**Listed entries**
-------------------------
//! Shared test doubles for the taskmill workspace
//!
//! In-memory implementations of the domain capability traits so unit and
//! integration tests can run without a database, an object store, or real
//! host metrics.

pub mod builders;
pub mod mocks;

pub use builders::TaskBuilder;
pub use mocks::{InMemoryLogStore, MockMetricsSource, MockTaskRepository, ScriptedRunner};
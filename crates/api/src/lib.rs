//! 管理接口
//!
//! 围绕任务仓储与日志存储的薄 CRUD 外壳，不触碰执行引擎的状态。

pub mod error;
pub mod handlers;
pub mod routes;

pub use error::{ApiError, ApiResult};
pub use routes::{create_routes, AppState};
-------------------------
**About this exercise**
Please give, as a single number with nothing added, the count of lines in the records that contain the word "mocks".

**Final answer**
2